Keywords: Blood culture, Enteroscreen-IgM, enteric fever, rapid salmonella-IgM tests, typhidot-IgM


How to cite this article:
Prasad K J, Oberoi J K, Goel N, Wattal C. Comparative evaluation of two rapid Salmonella-IgM tests and blood culture in the diagnosis of enteric fever. Indian J Med Microbiol 2015;33:237-42

How to cite this URL:
Prasad K J, Oberoi J K, Goel N, Wattal C. Comparative evaluation of two rapid Salmonella-IgM tests and blood culture in the diagnosis of enteric fever. Indian J Med Microbiol [serial online] 2015 [cited 2019 Jun 19];33:237-42. Available from: http://www.ijmm.org/text.asp?2015/33/2/237/154861



 ~ Introduction Top


Enteric fever caused by  Salmonella More Details Typhi or S. Paratyphi- A is a major health problem in India.
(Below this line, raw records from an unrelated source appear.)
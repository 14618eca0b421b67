//! End-to-end reply pipeline.
//!
//! Wires the components in the only legal order: trigger evaluation
//! (including any reference fetch) completes before generation is requested,
//! sanitization completes before delivery, and the fallback is attempted
//! only once the primary result (including a review deferral) is known.

use std::collections::HashSet;
use std::sync::{Arc, Mutex as StdMutex, RwLock as StdRwLock};

use rand::rngs::StdRng;
use rand::{RngCore, SeedableRng};
use tokio::sync::Mutex as TokioMutex;
use tracing::{debug, info, warn};

use crate::config::BotConfig;
use crate::delivery::{deliver, DeliveryOutcome, PrimaryOutcome};
use crate::error::{GatewayError, ReviewError};
use crate::gateway::{ChatGateway, InboundEvent, OutboundMessage, SentMessage};
use crate::llm::{CompletionProvider, CompletionRequest};
use crate::mentions::MentionDetector;
use crate::review::{
    ResolveOutcome, ReviewAction, ReviewDestination, ReviewRequest, ReviewScope, ReviewWorkflow,
};
use crate::sanitize::{collapse_repetitive_lines, Sanitized, Sanitizer};
use crate::tracker::{spawn_prune_task, ReplyTargetTracker};
use crate::trigger::{TriggerDecision, TriggerDetector};

/// What the pipeline did with one inbound event.
#[derive(Debug)]
pub enum EventDisposition {
    NotTriggered(TriggerDecision),
    /// A generation for this channel is already in flight.
    Busy,
    Replied {
        decision: TriggerDecision,
        outcome: DeliveryOutcome,
    },
}

/// The decision-and-delivery core, assembled.
pub struct ReplyPipeline {
    config: BotConfig,
    gateway: Arc<dyn ChatGateway>,
    completion: Arc<dyn CompletionProvider>,
    tracker: Arc<ReplyTargetTracker>,
    review: Arc<ReviewWorkflow>,
    sanitizer: Sanitizer,
    detector: TriggerDetector,
    mentions: MentionDetector,
    /// Unknown until the gateway session is identified; the detector fails
    /// closed until then.
    identity: StdRwLock<Option<String>>,
    /// Channels with a generation currently in flight.
    inflight: StdMutex<HashSet<String>>,
    rng: TokioMutex<Box<dyn RngCore + Send>>,
}

impl ReplyPipeline {
    pub fn new(
        config: BotConfig,
        gateway: Arc<dyn ChatGateway>,
        completion: Arc<dyn CompletionProvider>,
    ) -> Self {
        let tracker = Arc::new(ReplyTargetTracker::new(
            config.tracker.ttl,
            config.tracker.max_entries,
        ));
        let review = ReviewWorkflow::new(gateway.clone(), config.review.ttl);
        let sanitizer = Sanitizer::new(config.reply.max_reply_length);
        let detector = TriggerDetector::new(config.trigger.random_reply_probability);

        Self {
            gateway,
            completion,
            tracker,
            review,
            sanitizer,
            detector,
            mentions: MentionDetector::new(),
            identity: StdRwLock::new(None),
            inflight: StdMutex::new(HashSet::new()),
            rng: TokioMutex::new(Box::new(StdRng::from_entropy())),
            config,
        }
    }

    /// Replace the random source (tests inject deterministic draws).
    pub fn with_rng(mut self, rng: Box<dyn RngCore + Send>) -> Self {
        self.rng = TokioMutex::new(rng);
        self
    }

    /// Install the bot's own user id once the gateway session is ready.
    pub fn set_identity(&self, bot_user_id: impl Into<String>) {
        *self.identity.write().unwrap() = Some(bot_user_id.into());
    }

    pub fn tracker(&self) -> &Arc<ReplyTargetTracker> {
        &self.tracker
    }

    pub fn review(&self) -> &Arc<ReviewWorkflow> {
        &self.review
    }

    /// Spawn the tracker's background prune sweep.
    pub fn spawn_maintenance(&self) -> tokio::task::JoinHandle<()> {
        spawn_prune_task(Arc::clone(&self.tracker), self.config.tracker.prune_interval)
    }

    /// Trigger evaluation alone, without generating or sending.
    pub async fn evaluate_trigger(&self, event: &InboundEvent) -> TriggerDecision {
        let identity = self.identity.read().unwrap().clone();
        let mut rng = self.rng.lock().await;
        self.detector
            .evaluate(
                event,
                identity.as_deref(),
                &self.tracker,
                Some(self.gateway.as_ref()),
                rng.as_mut(),
            )
            .await
    }

    /// Sanitize raw generated text (exposed for collaborators that run
    /// their own generations).
    pub fn sanitize(&self, raw: &str) -> Sanitized {
        self.sanitizer.sanitize(raw)
    }

    /// Resolve a pending mention review (moderator action).
    pub async fn resolve_review(
        &self,
        id: &str,
        action: ReviewAction,
        acting_user: &str,
    ) -> ResolveOutcome {
        self.review.resolve(id, action, acting_user).await
    }

    /// Process one inbound event end to end.
    pub async fn handle_event(&self, event: &InboundEvent) -> EventDisposition {
        let decision = self.evaluate_trigger(event).await;
        if !decision.should_trigger {
            debug!(
                message_id = %event.message_id,
                reason = ?decision.reason,
                "Event does not trigger a reply"
            );
            return EventDisposition::NotTriggered(decision);
        }

        let Some(_guard) = InflightGuard::acquire(&self.inflight, &event.channel_id) else {
            debug!(
                channel_id = %event.channel_id,
                "Generation already in flight for channel, skipping"
            );
            return EventDisposition::Busy;
        };

        info!(
            message_id = %event.message_id,
            channel_id = %event.channel_id,
            reason = ?decision.reason,
            "Generating reply"
        );

        let request = CompletionRequest::new(
            self.config.reply.system_prompt.clone(),
            event.content.clone(),
        )
        .with_max_tokens(self.config.reply.max_tokens)
        .with_temperature(self.config.reply.temperature);

        let content = match self.completion.complete(request).await {
            Ok(raw) => {
                let result = self.sanitizer.sanitize(&raw);
                if result.text.is_empty() {
                    info!(
                        reasons = ?result.analysis.reasons,
                        "Sanitizer rejected generation, replying with filler"
                    );
                    self.config.texts.generic.clone()
                } else {
                    finalize_lines(&result.text)
                }
            }
            Err(e) => {
                warn!(error = %e, "Generation failed");
                let reason = format!("generation failed: {e}");
                let outcome = deliver(
                    || async move { Ok(PrimaryOutcome::Failed { reason: Some(reason) }) },
                    Some(|text: String| self.send_plain(event, text, "fallback")),
                    &self.config.texts,
                )
                .await;
                return EventDisposition::Replied { decision, outcome };
            }
        };

        let outcome = deliver(
            || self.send_primary(event, content),
            Some(|text: String| self.send_plain(event, text, "fallback")),
            &self.config.texts,
        )
        .await;

        info!(
            message_id = %event.message_id,
            mode = ?outcome.mode,
            sent = outcome.sent,
            "Delivery complete"
        );
        EventDisposition::Replied { decision, outcome }
    }

    /// Primary send: review-aware. Mass-mention content is parked in the
    /// review workflow instead of being sent.
    async fn send_primary(
        &self,
        event: &InboundEvent,
        content: String,
    ) -> Result<PrimaryOutcome, GatewayError> {
        let scan = self.mentions.scan(&content);
        if scan.dangerous() {
            info!(
                message_id = %event.message_id,
                "Reply contains mass mentions, deferring to review"
            );
            let request = ReviewRequest {
                guild_id: event.guild_id.clone(),
                target_channel_id: event.channel_id.clone(),
                reply_to: Some(event.message_id.clone()),
                requested_by_id: event.author_id.clone(),
                requested_by_tag: event.author_tag.clone(),
                source: "auto-reply".to_string(),
                content,
                no_mentions_on_approve: true,
                scan,
            };
            let destinations = self.review_destinations();
            return match self.review.request_review(&destinations, request).await {
                Ok(ticket) => Ok(PrimaryOutcome::PendingReview {
                    review_id: ticket.id,
                }),
                Err(ReviewError::Unavailable { reason }) => Ok(PrimaryOutcome::Failed {
                    reason: Some(reason),
                }),
            };
        }

        let out = OutboundMessage::new(&event.channel_id, content).with_reply_to(&event.message_id);
        let sent = self.gateway.send_message(out).await?;
        self.tracker.mark_sent(&sent.id, "auto-reply");
        Ok(PrimaryOutcome::Sent(sent))
    }

    /// Plain mention-suppressed send, used for fallback notices.
    async fn send_plain(
        &self,
        event: &InboundEvent,
        text: String,
        source: &'static str,
    ) -> Result<SentMessage, GatewayError> {
        let out = OutboundMessage::new(&event.channel_id, text).with_reply_to(&event.message_id);
        let sent = self.gateway.send_message(out).await?;
        self.tracker.mark_sent(&sent.id, source);
        Ok(sent)
    }

    fn review_destinations(&self) -> Vec<ReviewDestination> {
        let mut destinations = Vec::new();
        if let Some(channel_id) = &self.config.review.guild_channel_id {
            destinations.push(ReviewDestination {
                channel_id: channel_id.clone(),
                scope: ReviewScope::Guild,
            });
        }
        if let Some(channel_id) = &self.config.review.global_channel_id {
            destinations.push(ReviewDestination {
                channel_id: channel_id.clone(),
                scope: ReviewScope::Global,
            });
        }
        destinations
    }
}

/// De-duplicate list-style replies; leave non-repetitive text untouched.
fn finalize_lines(text: &str) -> String {
    let lines: Vec<&str> = text.lines().collect();
    if lines.len() < 2 {
        return text.to_string();
    }
    let collapsed = collapse_repetitive_lines(&lines);
    if collapsed.len() < lines.len() {
        collapsed.join("\n")
    } else {
        text.to_string()
    }
}

/// RAII member of the in-flight channel set.
struct InflightGuard<'a> {
    set: &'a StdMutex<HashSet<String>>,
    key: String,
}

impl<'a> InflightGuard<'a> {
    fn acquire(set: &'a StdMutex<HashSet<String>>, key: &str) -> Option<Self> {
        let mut inflight = set.lock().unwrap();
        if !inflight.insert(key.to_string()) {
            return None;
        }
        Some(Self {
            set,
            key: key.to_string(),
        })
    }
}

impl Drop for InflightGuard<'_> {
    fn drop(&mut self) {
        self.set.lock().unwrap().remove(&self.key);
    }
}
Most of the salmonella infections are diagnosed primarily on clinical grounds and treated presumptively leading to delayed diagnosis and emergence of drug resistance. Moreover during the first week of fever, enteric fever cannot be easily distinguished from other illnesses, like malaria, dengue, chikungunia, infectious mononucleosis, leptospirosis, rickettsial diseases, acute gastroenteritis, etc. Therefore, reliable laboratory tests are essential to establish aetiologic diagnosis for appropriate treatment.

Gold standard for diagnosing enteric fever is the blood culture. [1] However, its positivity rate is only 50-70%. [2] In most of the developing countries, irrational and widespread use of antibiotics is the prime reason for the low sensitivity of blood cultures. [3] The sensitivity of stool and urine cultures is much lower and they become positive after the first week of infection. Bone marrow cultures are more sensitive, but have a little use in public health settings.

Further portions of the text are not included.